# TASK DESCRIPTION:
Among the entries below, find each line holding "back" and return it.

Dataset records:
=== Begin Enclosure ===

use log::{debug, error, info, warn};
use std::net::{IpAddr, SocketAddr};
use std::sync::Arc;
use std::time::Duration;
use tokio::net::UdpSocket;
use tokio::task::JoinHandle;
use tokio_util::sync::CancellationToken;

use crate::core::protocol::{ControlMessage, MAX_DATAGRAM, REGISTERED};
use crate::core::{FileListing, PeerIdentity, Registry};
use crate::network::Transport;
use crate::utils::{MetricsCollector, NodeUtils, P2PError, Result};

#[derive(Debug, Clone, Copy, PartialEq, Eq)]
pub enum ServiceStatus {
    Stopped,
    Listening,
}

/// Why a receive loop handed its registry back.
#[derive(Debug)]
enum StopReason {
    Paused,
    Fault(String),
}

/// Where and how the index answers requesters.
#[derive(Clone)]
struct Responder {
    identity: IpAddr,
    reply_port: u16,
    connect_timeout: Duration,
}

impl Responder {
    async fn reply(&self, to: IpAddr, data: &[u8]) -> Result<()> {
        let addr = SocketAddr::new(to, self.reply_port);
        let mut stream = Transport::connect_from(self.identity, addr, self.connect_timeout).await?;
        Transport::send_reply(&mut stream, data).await
    }
}

enum ServiceState {
    Stopped {
        registry: Registry,
        faulted: bool,
    },
    Listening {
        cancel: CancellationToken,
        task: JoinHandle<(Registry, StopReason)>,
    },
    /// Only observed if a loop task panicked and took the map with it.
    Lost,
}

/// The index role: a receive loop on the control port that owns the registry
/// while it runs.
pub struct RegistryService {
    bind_addr: SocketAddr,
    responder: Responder,
    metrics: Arc<MetricsCollector>,
    state: ServiceState,
}

impl RegistryService {
    /// Bind the control port and start answering requests.
    pub fn start(
        identity: PeerIdentity,
        bind_addr: SocketAddr,
        reply_timeout: Duration,
        registry: Registry,
        metrics: Arc<MetricsCollector>,
    ) -> Result<Self> {
        let mut service = Self {
            bind_addr,
            responder: Responder {
                identity: identity.ip(),
                reply_port: bind_addr.port(),
                connect_timeout: reply_timeout,
            },
            metrics,
            state: ServiceState::Stopped {
                registry,
                faulted: false,
            },
        };

        service.resume()?;
        Ok(service)
    }

    pub fn status(&self) -> ServiceStatus {
        match &self.state {
            ServiceState::Listening { task, .. } if !task.is_finished() => ServiceStatus::Listening,
            _ => ServiceStatus::Stopped,
        }
    }

    /// Stop the loop and close its socket. Requests arriving before `resume`
    /// are lost.
    pub async fn pause(&mut self) -> Result<()> {
        let state = std::mem::replace(&mut self.state, ServiceState::Lost);
        self.state = match state {
            ServiceState::Listening { cancel, task } => {
                cancel.cancel();
                let (registry, reason) = task.await?;
                let faulted = match reason {
                    StopReason::Paused => {
                        debug!("Index server paused");
                        false
                    }
                    StopReason::Fault(e) => {
                        warn!("Index server had already stopped: {}", e);
                        true
                    }
                };
                ServiceState::Stopped { registry, faulted }
            }
            other => other,
        };
        Ok(())
    }

    /// Rebind the control port and restart the loop with the same map.
    pub fn resume(&mut self) -> Result<()> {
        let state = std::mem::replace(&mut self.state, ServiceState::Lost);
        match state {
            ServiceState::Stopped {
                registry,
                faulted: false,
            } => match NodeUtils::create_reusable_udp_socket(self.bind_addr) {
                Ok(socket) => {
                    let cancel = CancellationToken::new();
                    let task = tokio::spawn(receive_loop(
                        socket,
                        registry,
                        cancel.clone(),
                        self.responder.clone(),
                        self.metrics.clone(),
                    ));
                    info!("Index server listening on {}", self.bind_addr);
                    self.state = ServiceState::Listening { cancel, task };
                    Ok(())
                }
                Err(e) => {
                    self.state = ServiceState::Stopped {
                        registry,
                        faulted: false,
                    };
                    Err(e)
                }
            },
            ServiceState::Stopped {
                registry,
                faulted: true,
            } => {
                warn!("Index server faulted earlier, staying stopped until restart");
                self.state = ServiceState::Stopped {
                    registry,
                    faulted: true,
                };
                Ok(())
            }
            other => {
                self.state = other;
                Ok(())
            }
        }
    }

    /// Run `f` against the map with the loop paused, then resume it.
    pub async fn with_registry<R>(&mut self, f: impl FnOnce(&mut Registry) -> R) -> Result<R> {
        self.pause().await?;
        let result = match &mut self.state {
            ServiceState::Stopped { registry, .. } => f(registry),
            _ => return Err(P2PError::RegistryUnavailable),
        };
        self.resume()?;
        Ok(result)
    }

    pub async fn snapshot(&mut self) -> Result<String> {
        self.with_registry(|registry| registry.retrieve_all()).await
    }

    pub async fn lookup(&mut self, identity: &PeerIdentity) -> Result<Option<FileListing>> {
        self.with_registry(|registry| registry.retrieve_one(identity).cloned())
            .await
    }

    /// Stop for good and hand the map back.
    pub async fn shutdown(mut self) -> Result<Registry> {
        self.pause().await?;
        match self.state {
            ServiceState::Stopped { registry, .. } => {
                info!("Index server stopped ({} entries dropped)", registry.len());
                Ok(registry)
            }
            _ => Err(P2PError::RegistryUnavailable),
        }
    }
}

async fn receive_loop(
    socket: UdpSocket,
    mut registry: Registry,
    cancel: CancellationToken,
    responder: Responder,
    metrics: Arc<MetricsCollector>,
) -> (Registry, StopReason) {
    let mut buffer = vec![0u8; MAX_DATAGRAM];

    loop {
        let received = tokio::select! {
            biased;
            _ = cancel.cancelled() => return (registry, StopReason::Paused),
            received = socket.recv_from(&mut buffer) => received,
        };

        let (len, from) = match received {
            Ok(received) => received,
            Err(e) => {
                error!("Index server receive failed, stopping: {}", e);
                return (registry, StopReason::Fault(e.to_string()));
            }
        };

        metrics.record_control_message().await;
        let Some(message) = ControlMessage::decode(&buffer[..len]) else {
            debug!("Ignoring unrecognized {} byte payload from {}", len, from);
            metrics.record_malformed_message().await;
            continue;
        };

        debug!("Received {} request from {}", message.kind(), from);
        if let Err(e) = handle_message(&mut registry, message, from.ip(), &responder, &metrics).await {
            warn!("Failed to answer {}: {}", from, e);
        }
    }
}

async fn handle_message(
    registry: &mut Registry,
    message: ControlMessage,
    from: IpAddr,
    responder: &Responder,
    metrics: &MetricsCollector,
) -> Result<()> {
    let sender = PeerIdentity(from);

    match message {
        ControlMessage::Register(listing) => {
            if registry.register(sender, listing) {
                metrics.record_registration().await;
            }
            responder.reply(from, REGISTERED.as_bytes()).await
        }
        ControlMessage::Retrieve => {
            let snapshot = registry.retrieve_all();
            responder.reply(from, snapshot.as_bytes()).await
        }
        ControlMessage::Lookup(target) => {
            let listing = registry
                .retrieve_one(&target)
                .map(FileListing::encode)
                .unwrap_or_default();
            if listing.is_empty() {
                debug!("Lookup for {} from {} found nothing", target, sender);
            }
            responder.reply(from, listing.as_bytes()).await
        }
        ControlMessage::Unregister => {
            registry.unregister(&sender);
            Ok(())
        }
    }
}

#[cfg(test)]
mod tests {
    use super::*;
    use tokio::time::sleep;

    const INDEX: &str = "127.0.0.1";

    fn service_on(port: u16, registry: Registry) -> RegistryService {
        RegistryService::start(
            INDEX.parse().unwrap(),
            SocketAddr::new(INDEX.parse().unwrap(), port),
            Duration::from_millis(300),
            registry,
            Arc::new(MetricsCollector::new()),
        )
        .unwrap()
    }

    async fn send_from(sender: &str, port: u16, message: ControlMessage) {
        Transport::send_datagram(
            sender.parse().unwrap(),
            SocketAddr::new(INDEX.parse().unwrap(), port),
            &message.encode(),
        )
        .await
        .unwrap();
    }

    #[tokio::test]
    async fn test_registers_and_unregisters_over_datagrams() {
        let port = 47310;
        let mut service = service_on(port, Registry::new());
        assert_eq!(service.status(), ServiceStatus::Listening);

        send_from(
            "127.0.0.5",
            port,
            ControlMessage::Register(FileListing::decode("one.txt@")),
        )
        .await;
        sleep(Duration::from_millis(500)).await;
        assert!(service.snapshot().await.unwrap().contains("127.0.0.5 : one.txt@"));

        send_from("127.0.0.5", port, ControlMessage::Unregister).await;
        sleep(Duration::from_millis(200)).await;
        assert!(!service.snapshot().await.unwrap().contains("127.0.0.5"));

        service.shutdown().await.unwrap();
    }

    #[tokio::test]
    async fn test_messages_during_pause_are_dropped() {
        let port = 47312;
        let mut service = service_on(port, Registry::new());

        service.pause().await.unwrap();
        assert_eq!(service.status(), ServiceStatus::Stopped);
        send_from(
            "127.0.0.6",
            port,
            ControlMessage::Register(FileListing::decode("ghost.txt@")),
        )
        .await;
        sleep(Duration::from_millis(100)).await;
        service.resume().unwrap();
        sleep(Duration::from_millis(300)).await;

        let seen = service
            .lookup(&"127.0.0.6".parse().unwrap())
            .await
            .unwrap();
        assert!(seen.is_none());
        service.shutdown().await.unwrap();
    }

    #[tokio::test]
    async fn test_garbage_keeps_loop_alive() {
        let port = 47314;
        let mut service = service_on(port, Registry::new());

        Transport::send_datagram(
            "127.0.0.7".parse().unwrap(),
            SocketAddr::new(INDEX.parse().unwrap(), port),
            b"HELLO THERE",
        )
        .await
        .unwrap();
        send_from(
            "127.0.0.7",
            port,
            ControlMessage::Register(FileListing::default()),
        )
        .await;
        sleep(Duration::from_millis(500)).await;

        assert_eq!(service.status(), ServiceStatus::Listening);
        let registry = service.shutdown().await.unwrap();
        assert!(registry.contains(&"127.0.0.7".parse().unwrap()));
    }

    #[tokio::test]
    async fn test_retrieve_reply_reaches_requester() {
        let port = 47316;
        let mut registry = Registry::new();
        registry.register("127.0.0.1".parse().unwrap(), FileListing::decode("idx.txt@"));
        let service = service_on(port, registry);

        let requester: IpAddr = "127.0.0.8".parse().unwrap();
        let acceptor = Transport::listen(SocketAddr::new(requester, port)).unwrap();
        send_from("127.0.0.8", port, ControlMessage::Retrieve).await;

        let (from, reply) = Transport::receive_reply(&acceptor, Duration::from_secs(2))
            .await
            .unwrap();
        assert_eq!(from, "127.0.0.1".parse::<IpAddr>().unwrap());
        assert_eq!(String::from_utf8(reply).unwrap(), "127.0.0.1 : idx.txt@\n");
        service.shutdown().await.unwrap();
    }

    #[tokio::test]
    async fn test_faulted_service_stays_stopped() {
        let port = 47318;
        let registry = Registry::with_entry(INDEX.parse().unwrap(), FileListing::decode("kept.txt@"));
        let task = tokio::spawn(async move {
            (registry, StopReason::Fault("socket closed".to_string()))
        });
        let mut service = RegistryService {
            bind_addr: SocketAddr::new(INDEX.parse().unwrap(), port),
            responder: Responder {
                identity: INDEX.parse().unwrap(),
                reply_port: port,
                connect_timeout: Duration::from_millis(300),
            },
            metrics: Arc::new(MetricsCollector::new()),
            state: ServiceState::Listening {
                cancel: CancellationToken::new(),
                task,
            },
        };
        sleep(Duration::from_millis(50)).await;
        assert_eq!(service.status(), ServiceStatus::Stopped);

        // the map stays reachable locally but the loop is not restarted
        let snapshot = service.snapshot().await.unwrap();
        assert_eq!(snapshot, "127.0.0.1 : kept.txt@\n");
        service.resume().unwrap();
        assert_eq!(service.status(), ServiceStatus::Stopped);

        let registry = service.shutdown().await.unwrap();
        assert_eq!(registry.len(), 1);
    }
}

=== End Enclosure ===

# RESULT:
/// Why a receive loop handed its registry back.
    /// Stop for good and hand the map back.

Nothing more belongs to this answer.